Impact of add-on pranlukast in stable asthma; the additive effect on peripheral airway inflammation

Backgound: The importance of airway inflammation has been highlighted in the pathophysiology of asthma. Even in controlled asthmatics treated with inhaled corticosteroid (ICS), residual airway inflammation is reported. Systemic therapy with oral leukotriene receptor antagonist, pranlukast, may have additive effects to improve asthma control. Methods: Twenty-five controlled asthmatics treated with ICS or ICS plus long-acting beta(2)-agonist (LABA) were enrolled for a randomized crossover trial evaluating the effect of additional oral pranlukast.

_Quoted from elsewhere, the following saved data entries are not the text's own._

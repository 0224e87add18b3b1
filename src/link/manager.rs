//! Connection lifecycle manager
//!
//! Owns the single live [`ConnectionHandle`] and reacts to the transport
//! events that the handle's background event loop reports. It never runs
//! the broker event loop itself, and it never retries a refused connection:
//! retrying is left to the transport's own driver, which announces it with
//! `Reconnecting` events.

use super::handle::{ConnectionHandle, SubscriptionSet};
use super::state::ConnectionState;
use crate::error::{LinkError, LinkResult, PublishError};
use crate::observability::MetricsCollector;
use crate::protocol::{validate_device_id, validate_topic_filter};
use crate::publisher::{Outcome, Publisher};
use crate::transport::{
    describe_connect_code, describe_disconnect_code, ConnectOptions, Connector, EventReceiver,
    EventSender, InboundMessage, Transport, TransportEvent, TransportEventKind,
};
use async_trait::async_trait;
use serde_json::Value;
use std::sync::atomic::{AtomicU64, Ordering};
use std::sync::{Arc, PoisonError, RwLock};
use tokio::sync::{mpsc, watch};
use tracing::{debug, error, info, warn, Instrument};

/// Called after every accepted connect, once subscriptions were re-applied
/// and before the outbox drain.
#[async_trait]
pub trait ConnectHook<T: Transport>: Send + Sync {
    async fn on_connect(&self, handle: &Arc<ConnectionHandle<T>>);
}

struct ActiveLink<T: Transport> {
    handle: Arc<ConnectionHandle<T>>,
    on_success: Option<Arc<dyn ConnectHook<T>>>,
}

impl<T: Transport> Clone for ActiveLink<T> {
    fn clone(&self) -> Self {
        Self {
            handle: self.handle.clone(),
            on_success: self.on_success.clone(),
        }
    }
}

pub struct LinkManager<C: Connector> {
    connector: C,
    publisher: Arc<Publisher>,
    metrics: Arc<MetricsCollector>,
    active: RwLock<Option<ActiveLink<C::Transport>>>,
    generation: AtomicU64,
    state_tx: watch::Sender<ConnectionState>,
    events_tx: EventSender,
    inbox: Option<mpsc::Sender<InboundMessage>>,
}

impl<C: Connector> LinkManager<C> {
    /// Create a manager and the receiving end of its transport event channel.
    /// Feed the receiver to [`LinkManager::run_events`] or hand events to
    /// [`LinkManager::handle_event`] one at a time.
    pub fn new(connector: C, publisher: Arc<Publisher>) -> (Self, EventReceiver) {
        let (events_tx, events_rx) = mpsc::unbounded_channel();
        let (state_tx, _) = watch::channel(ConnectionState::Disconnected);
        let metrics = publisher.metrics().clone();

        let manager = Self {
            connector,
            publisher,
            metrics,
            active: RwLock::new(None),
            generation: AtomicU64::new(0),
            state_tx,
            events_tx,
            inbox: None,
        };
        (manager, events_rx)
    }

    /// Forward messages received on subscribed filters to `inbox`
    pub fn with_inbox(mut self, inbox: mpsc::Sender<InboundMessage>) -> Self {
        self.inbox = Some(inbox);
        self
    }

    fn read_active(&self) -> Option<ActiveLink<C::Transport>> {
        self.active
            .read()
            .unwrap_or_else(PoisonError::into_inner)
            .clone()
    }

    fn replace_active(
        &self,
        next: Option<ActiveLink<C::Transport>>,
    ) -> Option<ActiveLink<C::Transport>> {
        let mut active = self.active.write().unwrap_or_else(PoisonError::into_inner);
        std::mem::replace(&mut *active, next)
    }

    fn set_state(&self, next: ConnectionState) {
        let previous = self.state_tx.send_replace(next);
        if previous != next {
            debug!(from = %previous, to = %next, "Connection state changed");
        }
    }

    /// Start a new connection and make its handle the current one.
    ///
    /// Only local failures are returned. An unreachable broker or a refused
    /// connection shows up later as a non-zero connect acknowledgment.
    pub async fn connect(
        &self,
        client_id: &str,
        host: &str,
        port: u16,
        subscriptions: SubscriptionSet,
        on_success: Option<Arc<dyn ConnectHook<C::Transport>>>,
    ) -> LinkResult<Arc<ConnectionHandle<C::Transport>>> {
        validate_device_id(client_id).map_err(LinkError::InvalidClientId)?;
        for subscription in subscriptions.iter() {
            validate_topic_filter(&subscription.filter).map_err(|source| {
                LinkError::InvalidSubscription {
                    filter: subscription.filter.clone(),
                    source,
                }
            })?;
        }

        let span = crate::link_span!(client_id = %client_id, generation = tracing::field::Empty);
        async {
            let (handle, previous) = self.install(client_id, host, port, subscriptions, on_success)?;
            tracing::Span::current().record("generation", handle.generation());
            self.metrics.connection_attempt();

            info!(
                broker = %handle.broker(),
                subscriptions = ?handle.subscriptions().filters(),
                "Connecting to MQTT broker"
            );

            if let Some(previous) = previous {
                info!(
                    previous_generation = previous.handle.generation(),
                    "Replacing previous connection handle"
                );
                if let Err(e) = previous.handle.transport().disconnect().await {
                    warn!("Failed to close previous connection: {}", e);
                }
            }

            Ok::<_, LinkError>(handle)
        }
        .instrument(span)
        .await
    }

    /// Open the transport and make its handle current in one critical
    /// section. Event processing reads the active handle through the same
    /// lock, so an acknowledgment from the new driver is applied only after
    /// the handle is installed and the state is `Connecting`. Generations are
    /// allocated under the lock too, so the installed handle is always the
    /// newest one.
    #[allow(clippy::type_complexity)]
    fn install(
        &self,
        client_id: &str,
        host: &str,
        port: u16,
        subscriptions: SubscriptionSet,
        on_success: Option<Arc<dyn ConnectHook<C::Transport>>>,
    ) -> LinkResult<(
        Arc<ConnectionHandle<C::Transport>>,
        Option<ActiveLink<C::Transport>>,
    )> {
        let mut active = self.active.write().unwrap_or_else(PoisonError::into_inner);

        let options = ConnectOptions {
            client_id: client_id.to_string(),
            host: host.to_string(),
            port,
            generation: self.generation.fetch_add(1, Ordering::SeqCst) + 1,
        };
        let transport = self
            .connector
            .open(&options, self.events_tx.clone())
            .map_err(|e| LinkError::Transport(Box::new(e)))?;

        let handle = Arc::new(ConnectionHandle::new(
            options.generation,
            client_id,
            host,
            port,
            subscriptions,
            transport,
        ));

        self.set_state(ConnectionState::Connecting);
        let previous = active.replace(ActiveLink {
            handle: handle.clone(),
            on_success,
        });
        if let Some(previous) = &previous {
            previous.handle.set_ready(false);
        }
        Ok((handle, previous))
    }

    /// React to one transport event. Events tagged with a generation other
    /// than the current handle's are ignored.
    pub async fn handle_event(&self, event: TransportEvent) {
        let Some(active) = self.read_active() else {
            debug!(generation = event.generation, "Event ignored, no active connection");
            return;
        };
        if active.handle.generation() != event.generation {
            debug!(
                generation = event.generation,
                current = active.handle.generation(),
                "Event from a replaced connection ignored"
            );
            return;
        }

        let span = crate::link_span!(
            client_id = %active.handle.client_id(),
            generation = event.generation
        );
        self.apply(active, event.kind).instrument(span).await;
    }

    async fn apply(&self, active: ActiveLink<C::Transport>, kind: TransportEventKind) {
        let next = self.state().on_event(&kind);

        match kind {
            TransportEventKind::ConnectAck(code) if next.is_connected() => {
                self.metrics.connection_established();
                info!(code, broker = %active.handle.broker(), "Connected to MQTT broker");
                self.on_connected(&active, next).await;
            }
            TransportEventKind::ConnectAck(code) => {
                active.handle.set_ready(false);
                self.set_state(next);
                self.metrics.connection_failed();
                let failure = PublishError::ConnectFailure {
                    code,
                    reason: describe_connect_code(code),
                };
                error!(code, broker = %active.handle.broker(), "{}", failure);
            }
            TransportEventKind::Disconnect(code) => {
                active.handle.set_ready(false);
                self.set_state(next);
                self.metrics.connection_lost();
                warn!(
                    code,
                    reason = describe_disconnect_code(code),
                    queued = self.publisher.outbox().len(),
                    "Disconnected from MQTT broker"
                );
            }
            TransportEventKind::Reconnecting { attempt } => {
                active.handle.set_ready(false);
                self.set_state(next);
                self.metrics.reconnect_attempt();
                info!(attempt, "Transport retrying broker connection");
            }
            TransportEventKind::Message(message) => {
                self.metrics.message_received();
                self.deliver(message);
            }
        }
    }

    /// Resubscribe, open the handle, run the hook, then drain. The state only
    /// reads `Connected` once the handle accepts producer traffic.
    async fn on_connected(&self, active: &ActiveLink<C::Transport>, next: ConnectionState) {
        let handle = &active.handle;

        if !handle.subscriptions().is_empty() {
            info!(filters = ?handle.subscriptions().filters(), "Subscribing to topics");
        }
        for (filter, e) in handle.resubscribe().await {
            warn!(filter = %filter, "Subscription request failed: {}", e);
        }

        // Producers may send from here on; each publish drains the backlog
        // ahead of its own message.
        handle.set_ready(true);
        self.set_state(next);

        if let Some(hook) = &active.on_success {
            hook.on_connect(handle).await;
        }

        if !self.publisher.drain(handle).await {
            warn!(
                queued = self.publisher.outbox().len(),
                "Failed to send queued messages after connecting"
            );
        }
    }

    fn deliver(&self, message: InboundMessage) {
        let Some(inbox) = &self.inbox else {
            debug!(topic = %message.topic, "Inbound message ignored, no inbox");
            return;
        };

        let topic = message.topic.clone();
        match inbox.try_send(message) {
            Ok(()) => debug!(topic = %topic, "Inbound message forwarded"),
            Err(mpsc::error::TrySendError::Full(_)) => {
                warn!(topic = %topic, "Inbox full, inbound message dropped");
            }
            Err(mpsc::error::TrySendError::Closed(_)) => {
                debug!(topic = %topic, "Inbox closed, inbound message dropped");
            }
        }
    }

    /// Process events until shutdown is signalled
    pub async fn run_events(&self, mut events: EventReceiver, mut shutdown_rx: watch::Receiver<bool>) {
        loop {
            tokio::select! {
                changed = shutdown_rx.changed() => {
                    if changed.is_err() || *shutdown_rx.borrow() {
                        debug!("Shutdown signal received, stopping event processing");
                        break;
                    }
                }
                event = events.recv() => match event {
                    Some(event) => self.handle_event(event).await,
                    None => break,
                },
            }
        }
    }

    /// Publish through the current handle, or the outbox when there is none
    pub async fn publish(&self, topic: &str, payload: Value, enqueue_on_failure: bool) -> Outcome {
        let handle = self.current();
        self.publisher
            .publish(handle.as_deref(), topic, payload, enqueue_on_failure)
            .await
    }

    /// Close the current connection. Queued messages stay in the outbox.
    pub async fn disconnect(&self) {
        let Some(active) = self.replace_active(None) else {
            return;
        };
        active.handle.set_ready(false);

        let was_connected = self.state().is_connected();
        self.set_state(ConnectionState::Disconnected);
        if was_connected {
            self.metrics.connection_lost();
        }

        if let Err(e) = active.handle.transport().disconnect().await {
            warn!("Error while disconnecting from broker: {}", e);
        }
        info!(
            client_id = %active.handle.client_id(),
            queued = self.publisher.outbox().len(),
            "Disconnected from MQTT broker"
        );
    }

    /// The handle producers should publish through, if any
    pub fn current(&self) -> Option<Arc<ConnectionHandle<C::Transport>>> {
        self.read_active().map(|active| active.handle)
    }

    pub fn state(&self) -> ConnectionState {
        *self.state_tx.borrow()
    }

    /// Watch lifecycle state changes
    pub fn subscribe_state(&self) -> watch::Receiver<ConnectionState> {
        self.state_tx.subscribe()
    }

    pub fn publisher(&self) -> &Arc<Publisher> {
        &self.publisher
    }
}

The patients were assigned to two groups receiving ICS (+LABA) or ICS (+LABA) + pranlukast for 8 weeks. After washout period, two groups were switched over for another 8 weeks. Fraction of exhaled nitric oxide (FeNO), lung function tests, peak expiratory flow (PEF) and asthma control test (ACT) were evaluated at the beginning and end of each period. Central airway NO flux (J' (awNO)) and peripheral airway/alveolar NO concentration (C-ANO) were measured and adjusted for axial NO back-diffusion. Results: FEV1, % predicted, forced expired flow (FEF) (25-75), % predicted, morning PEF and ACT were significantly increased after the addition of pranlukast. Oral pranlukast administration significantly decreased both C-ANO and corrected C-ANO.